In this context, Tim Farley of the World Health Organization,
presenting a comprehensive review of the licensing processes needed for
ARV-based prevention methods in the USA, Europe and Africa, remarked on the
extreme range of prices paid for tenofovir and Truvada in different contexts, from $35.82 as the US list price
(almost always discounted) for one Truvada
tablet, to $0.87 as the ‘no profit’ price paid to the developers
Gilead in low-income countries and the even lower $0.28 for a generic
equivalent. He noted, however, that Gilead was already licensing generic
companies to produce tenofovir and Truvada
at lower prices.
Helen Rees, University of Witwatersrand in South
Africa, said that the new data from the treatment-as-prevention and PrEP studies
had come along just as she was involved in writing the country’s new National
Plan for HIV. She said that the new prevention choices offered could feel bewildering.

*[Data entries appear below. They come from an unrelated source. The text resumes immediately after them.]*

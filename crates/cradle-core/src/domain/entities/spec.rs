//! Package specification: what the user asked to scaffold.
//!
//! Built with [`PackageSpec::builder`]; `build()` validates the package name
//! and the cache policy, so a constructed `PackageSpec` is always well-formed.

use serde::Serialize;

use crate::domain::error::DomainError;
use crate::domain::value_objects::{CachePolicy, CiProvider, Lang, ModuleType, PlatformPreset};

/// Maximum npm package name length.
const MAX_NAME_LEN: usize = 214;

/// The library half of a specification.
///
/// Present only when the package wraps a Rust library published to npm.
#[derive(Debug, Clone, PartialEq, Eq, Serialize)]
#[serde(rename_all = "camelCase")]
pub struct LibrarySpec {
    pub lang: Lang,
    pub module: ModuleType,
    pub cache: Option<CachePolicy>,
    pub ci: Option<CiProvider>,
    pub platforms: Vec<PlatformPreset>,
}

impl LibrarySpec {
    pub fn new(lang: Lang) -> Self {
        Self {
            lang,
            module: ModuleType::default(),
            cache: Some(CachePolicy::npm()),
            ci: Some(CiProvider::GitHub),
            platforms: Vec::new(),
        }
    }

    pub fn module(mut self, module: ModuleType) -> Self {
        self.module = module;
        self
    }

    pub fn cache(mut self, cache: Option<CachePolicy>) -> Self {
        self.cache = cache;
        self
    }

    pub fn ci(mut self, ci: Option<CiProvider>) -> Self {
        self.ci = ci;
        self
    }

    pub fn platform(mut self, platform: PlatformPreset) -> Self {
        if !self.platforms.contains(&platform) {
            self.platforms.push(platform);
        }
        self
    }
}

/// Everything needed to scaffold one package.
#[derive(Debug, Clone, PartialEq, Eq, Serialize)]
#[serde(rename_all = "camelCase")]
pub struct PackageSpec {
    name: String,
    library: Option<LibrarySpec>,
    /// Run the enrichment step unattended (`npm init --yes`).
    yes: bool,
}

impl PackageSpec {
    pub fn builder(name: impl Into<String>) -> PackageSpecBuilder {
        PackageSpecBuilder {
            name: name.into(),
            library: None,
            yes: false,
        }
    }

    pub fn name(&self) -> &str {
        &self.name
    }

    /// Directory the package is created in: the name without its `@scope/`.
    pub fn directory_name(&self) -> &str {
        self.name
            .rsplit_once('/')
            .map_or(self.name.as_str(), |(_, bare)| bare)
    }

    pub fn library(&self) -> Option<&LibrarySpec> {
        self.library.as_ref()
    }

    pub fn is_unattended(&self) -> bool {
        self.yes
    }

    /// CI provider, which only libraries carry.
    pub fn ci(&self) -> Option<CiProvider> {
        self.library.as_ref().and_then(|lib| lib.ci)
    }

    pub fn validate(&self) -> Result<(), DomainError> {
        validate_package_name(&self.name)?;
        match self.library.as_ref().and_then(|lib| lib.cache.as_ref()) {
            Some(cache) => cache.validate(),
            None => Ok(()),
        }
    }
}

/// Builder for [`PackageSpec`].
#[derive(Debug, Clone)]
pub struct PackageSpecBuilder {
    name: String,
    library: Option<LibrarySpec>,
    yes: bool,
}

impl PackageSpecBuilder {
    pub fn library(mut self, library: LibrarySpec) -> Self {
        self.library = Some(library);
        self
    }

    pub fn unattended(mut self, yes: bool) -> Self {
        self.yes = yes;
        self
    }

    pub fn build(self) -> Result<PackageSpec, DomainError> {
        let library = self.library.map(|mut lib| {
            lib.cache = lib.cache.map(|cache| cache.resolved_for(&self.name));
            lib
        });

        let spec = PackageSpec {
            name: self.name,
            library,
            yes: self.yes,
        };
        spec.validate()?;
        Ok(spec)
    }
}

/// npm package name rules: optional `@scope/`, lowercase, URL-safe, no
/// leading `.` or `_`.
pub fn validate_package_name(name: &str) -> Result<(), DomainError> {
    let invalid = |reason: &str| Err(DomainError::InvalidSpec(format!("package name '{name}' {reason}")));

    if name.is_empty() {
        return invalid("cannot be empty");
    }
    if name.len() > MAX_NAME_LEN {
        return invalid("is longer than 214 characters");
    }
    if name != name.to_lowercase() {
        return invalid("must be lowercase");
    }

    let bare = match name.strip_prefix('@') {
        Some(scoped) => match scoped.split_once('/') {
            Some((scope, bare)) if !scope.is_empty() && is_url_safe(scope) => bare,
            _ => return invalid("has a malformed scope"),
        },
        None => name,
    };

    if bare.is_empty() {
        return invalid("has an empty name after the scope");
    }
    if bare.starts_with('.') || bare.starts_with('_') {
        return invalid("cannot start with '.' or '_'");
    }
    if !is_url_safe(bare) {
        return invalid("contains characters that are not URL-safe");
    }

    Ok(())
}

pub(crate) fn is_url_safe(s: &str) -> bool {
    s.chars()
        .all(|c| c.is_ascii_alphanumeric() || matches!(c, '-' | '.' | '_' | '~'))
}

#[cfg(test)]
mod tests {
    use super::*;

    #[test]
    fn builder_defaults_to_application() {
        let spec = PackageSpec::builder("my-app").build().unwrap();
        assert_eq!(spec.name(), "my-app");
        assert!(spec.library().is_none());
        assert!(spec.ci().is_none());
        assert!(!spec.is_unattended());
    }

    #[test]
    fn builder_resolves_cache_org() {
        let spec = PackageSpec::builder("widget")
            .library(LibrarySpec::new(Lang::Ts))
            .build()
            .unwrap();
        let cache = spec.library().and_then(|l| l.cache.clone()).unwrap();
        assert_eq!(cache.to_string(), "npm:@widget");
    }

    #[test]
    fn build_rejects_hand_built_unsafe_cache() {
        let cache = CachePolicy::Npm {
            org: Some("@acme".into()),
            prefix: r#"x","private":true,"y":""#.into(),
        };
        let result = PackageSpec::builder("widget")
            .library(LibrarySpec::new(Lang::Ts).cache(Some(cache)))
            .build();
        assert!(matches!(result, Err(DomainError::InvalidSpec(_))));
    }

    #[test]
    fn scoped_names_create_bare_directories() {
        let spec = PackageSpec::builder("@acme/widget").build().unwrap();
        assert_eq!(spec.directory_name(), "widget");
        let plain = PackageSpec::builder("widget").build().unwrap();
        assert_eq!(plain.directory_name(), "widget");
    }

    #[test]
    fn library_ci_is_exposed() {
        let spec = PackageSpec::builder("widget")
            .library(LibrarySpec::new(Lang::Js).ci(Some(CiProvider::GitHub)))
            .build()
            .unwrap();
        assert_eq!(spec.ci(), Some(CiProvider::GitHub));
    }

    #[test]
    fn platforms_are_deduplicated() {
        let linux: PlatformPreset = "linux".parse().unwrap();
        let lib = LibrarySpec::new(Lang::Ts)
            .platform(linux.clone())
            .platform(linux);
        assert_eq!(lib.platforms.len(), 1);
    }

    #[test]
    fn package_names_are_validated() {
        for ok in ["a", "my-lib", "@acme/native", "lib.js", "x_y~z"] {
            assert!(validate_package_name(ok).is_ok(), "{ok} should be valid");
        }
        for bad in ["", "MyLib", ".hidden", "_private", "has space", "@/x", "@acme/", "a/b"] {
            assert!(validate_package_name(bad).is_err(), "{bad} should be invalid");
        }
    }

    #[test]
    fn build_rejects_invalid_name() {
        assert!(matches!(
            PackageSpec::builder("Bad Name").build(),
            Err(DomainError::InvalidSpec(_))
        ));
    }
}
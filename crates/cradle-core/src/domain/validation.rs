use crate::domain::{
    entities::{PackageSpec, TemplateMap},
    error::DomainError,
};

/// Centralized domain validation.
///
/// All validation logic lives here, not scattered across services.
pub struct DomainValidator;

impl DomainValidator {
    pub fn validate_spec(spec: &PackageSpec) -> Result<(), DomainError> {
        spec.validate()
    }

    pub fn validate_template_map(map: &TemplateMap) -> Result<(), DomainError> {
        map.validate()
    }
}
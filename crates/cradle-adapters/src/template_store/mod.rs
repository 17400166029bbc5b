//! Template stores: where template sources come from.

mod directory;
mod embedded;
mod overlay;

pub use directory::DirectoryTemplateStore;
pub use embedded::EmbeddedTemplateStore;
pub use overlay::OverlayTemplateStore;
use std::fmt;
use std::path::{Component, Path, PathBuf};

use crate::domain::error::DomainError;

/// A filesystem path guaranteed to stay **inside** the package root.
///
/// Template mappings name their outputs with this type, so no mapping can
/// write outside the target directory: absolute paths and `..` segments are
/// rejected at construction.
#[derive(Debug, Clone, PartialEq, Eq, Hash, PartialOrd, Ord)]
pub struct RelativePath(PathBuf);

impl RelativePath {
    /// Create a new relative path.
    ///
    /// # Panics
    /// Panics if the provided path is absolute or escapes the root.
    pub fn new(path: impl Into<PathBuf>) -> Self {
        let path = path.into();
        assert!(is_contained(&path), "RelativePath must stay inside the root: {path:?}");
        Self(path)
    }

    /// Try to create a relative path.
    ///
    /// This is the non-panicking variant.
    pub fn try_new(path: impl Into<PathBuf>) -> Result<Self, DomainError> {
        let path = path.into();
        if is_contained(&path) {
            Ok(Self(path))
        } else {
            Err(DomainError::AbsolutePathNotAllowed {
                path: path.display().to_string(),
            })
        }
    }

    /// Borrow as a `Path`.
    pub fn as_path(&self) -> &Path {
        &self.0
    }

    /// Resolve against a root directory.
    pub fn under(&self, root: &Path) -> PathBuf {
        root.join(&self.0)
    }
}

fn is_contained(path: &Path) -> bool {
    !path.as_os_str().is_empty()
        && path
            .components()
            .all(|c| matches!(c, Component::Normal(_) | Component::CurDir))
}

impl AsRef<Path> for RelativePath {
    fn as_ref(&self) -> &Path {
        &self.0
    }
}

impl From<&str> for RelativePath {
    fn from(s: &str) -> Self {
        RelativePath::new(s)
    }
}

impl fmt::Display for RelativePath {
    fn fmt(&self, f: &mut fmt::Formatter<'_>) -> fmt::Result {
        write!(f, "{}", self.0.display())
    }
}
//! User template directory.
//!
//! A template's id is its path relative to the directory root, with `/`
//! separators: `<root>/ci/github/build.yml.hbs` is `ci/github/build.yml.hbs`.

use std::io;
use std::path::{Path, PathBuf};

use tracing::{debug, instrument, warn};
use walkdir::WalkDir;

use cradle_core::{
    application::{ApplicationError, ports::TemplateStore},
    domain::TemplateId,
    error::CradleResult,
};

const EXTENSION: &str = "hbs";

/// Store reading `.hbs` files from a directory tree.
#[derive(Debug, Clone)]
pub struct DirectoryTemplateStore {
    root: PathBuf,
}

impl DirectoryTemplateStore {
    pub fn new(root: impl Into<PathBuf>) -> Self {
        Self { root: root.into() }
    }

    pub fn root(&self) -> &Path {
        &self.root
    }

    fn id_for(&self, path: &Path) -> Option<TemplateId> {
        let relative = path.strip_prefix(&self.root).ok()?;
        let parts: Vec<_> = relative
            .components()
            .map(|c| c.as_os_str().to_string_lossy())
            .collect();
        Some(TemplateId::new(parts.join("/")))
    }
}

impl TemplateStore for DirectoryTemplateStore {
    fn get(&self, id: &TemplateId) -> CradleResult<String> {
        let path = self.root.join(id.as_str());
        match std::fs::read_to_string(&path) {
            Ok(source) => {
                debug!(path = %path.display(), "Loaded user template");
                Ok(source)
            }
            Err(e) if e.kind() == io::ErrorKind::NotFound => {
                Err(ApplicationError::TemplateNotFound { id: id.to_string() }.into())
            }
            Err(e) => Err(ApplicationError::FileRead {
                path,
                reason: e.to_string(),
            }
            .into()),
        }
    }

    #[instrument(skip(self), fields(root = %self.root.display()))]
    fn list(&self) -> CradleResult<Vec<TemplateId>> {
        if !self.root.is_dir() {
            warn!("Template directory does not exist");
            return Ok(Vec::new());
        }

        let mut ids = Vec::new();
        for entry in WalkDir::new(&self.root).follow_links(true) {
            let entry = entry.map_err(|e| ApplicationError::FileRead {
                path: e.path().map_or_else(|| self.root.clone(), Path::to_path_buf),
                reason: e.to_string(),
            })?;
            let is_template = entry.file_type().is_file()
                && entry.path().extension().is_some_and(|ext| ext == EXTENSION);
            if is_template {
                ids.extend(self.id_for(entry.path()));
            }
        }
        ids.sort();
        Ok(ids)
    }
}

#[cfg(test)]
mod tests {
    use std::fs;

    use super::*;

    #[test]
    fn lists_hbs_files_by_relative_id() {
        let dir = tempfile::tempdir().unwrap();
        fs::create_dir_all(dir.path().join("ci/github")).unwrap();
        fs::write(dir.path().join("ci/github/build.yml.hbs"), "b").unwrap();
        fs::write(dir.path().join("README.md.hbs"), "r").unwrap();
        fs::write(dir.path().join("notes.txt"), "ignored").unwrap();

        let store = DirectoryTemplateStore::new(dir.path());
        let ids: Vec<String> = store.list().unwrap().iter().map(ToString::to_string).collect();

        assert_eq!(ids, ["README.md.hbs", "ci/github/build.yml.hbs"]);
        assert_eq!(store.get(&"ci/github/build.yml.hbs".into()).unwrap(), "b");
    }

    #[test]
    fn missing_file_is_not_found() {
        let dir = tempfile::tempdir().unwrap();
        let store = DirectoryTemplateStore::new(dir.path());
        let err = store.get(&"absent.hbs".into()).unwrap_err();
        assert!(err.to_string().contains("Template not found"));
    }

    #[test]
    fn missing_root_lists_nothing() {
        let store = DirectoryTemplateStore::new("/definitely/not/here");
        assert!(store.list().unwrap().is_empty());
    }
}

“Do we put more people on treatment, circumcise all men or buy millions of
condoms?” she asked. As an initial step, the country had extended its CD4
criteria to 350 cells/mm3 in line with WHO guidelines and had
decided that, with still only 45% of those who need it on treatment, that treatment
access remained South Africa’s biggest priority.
She added, however, that the data from serodiscordant-couple
studies did not necessarily provide the kind of data needed on the likely
effectiveness of treatment as prevention, or of PrEP. “South Africa is a
country of female-dominated households and a low level of marriage,” she said, “and
serodiscordant couples are hard to identify: men still won’t come forward.” It had been decided that HIV-negative women wishing to conceive who were or might be
having sex with HIV-positive men were a logical first population who might need
PrEP, but setting up PrEP as a service was a much bigger step than expanding
existing HIV treatment, as it involved a new type of service that didn’t yet exist.
Myron Cohen, principal investigator of the HPTN 052 study,
said that if the world did not pay for ARVs now it would do so later, in terms of
an indefinitely increasing number of people needing HIV treatment. He said that
his study’s findings did not imply a huge expansion of treatment to groups not
previously entitled to it; for the study’s purposes, it had needed to
offer ARVs to people with relatively high CD4 counts but the reduction in
infectiousness should apply to people with CD4 counts below 350 cells/mm3
too, and should serve as a further incentive to get ARVs to the two-thirds of people
with CD4 counts below this figure who were not yet on treatment.
Above all, moving from the data provided by scientific
studies to the business of trying to make HIV prevention work in the real world
was an exercise in dealing in uncertainty. Microbicide researcher Ian McGowan
of the University of Pittsburgh commented that: “In an ideal world, we’d treat
all the HIV-positive people and the negative ones would use condoms. But people
may not go on treatment, may fail treatment, and may fail to use condoms. The
world has never been black and white, and the debate about moving from
treatment, to treatment-as-prevention, to PrEP is the kind of debate we have
been having on access to medications for HIV ever since we’ve had them.”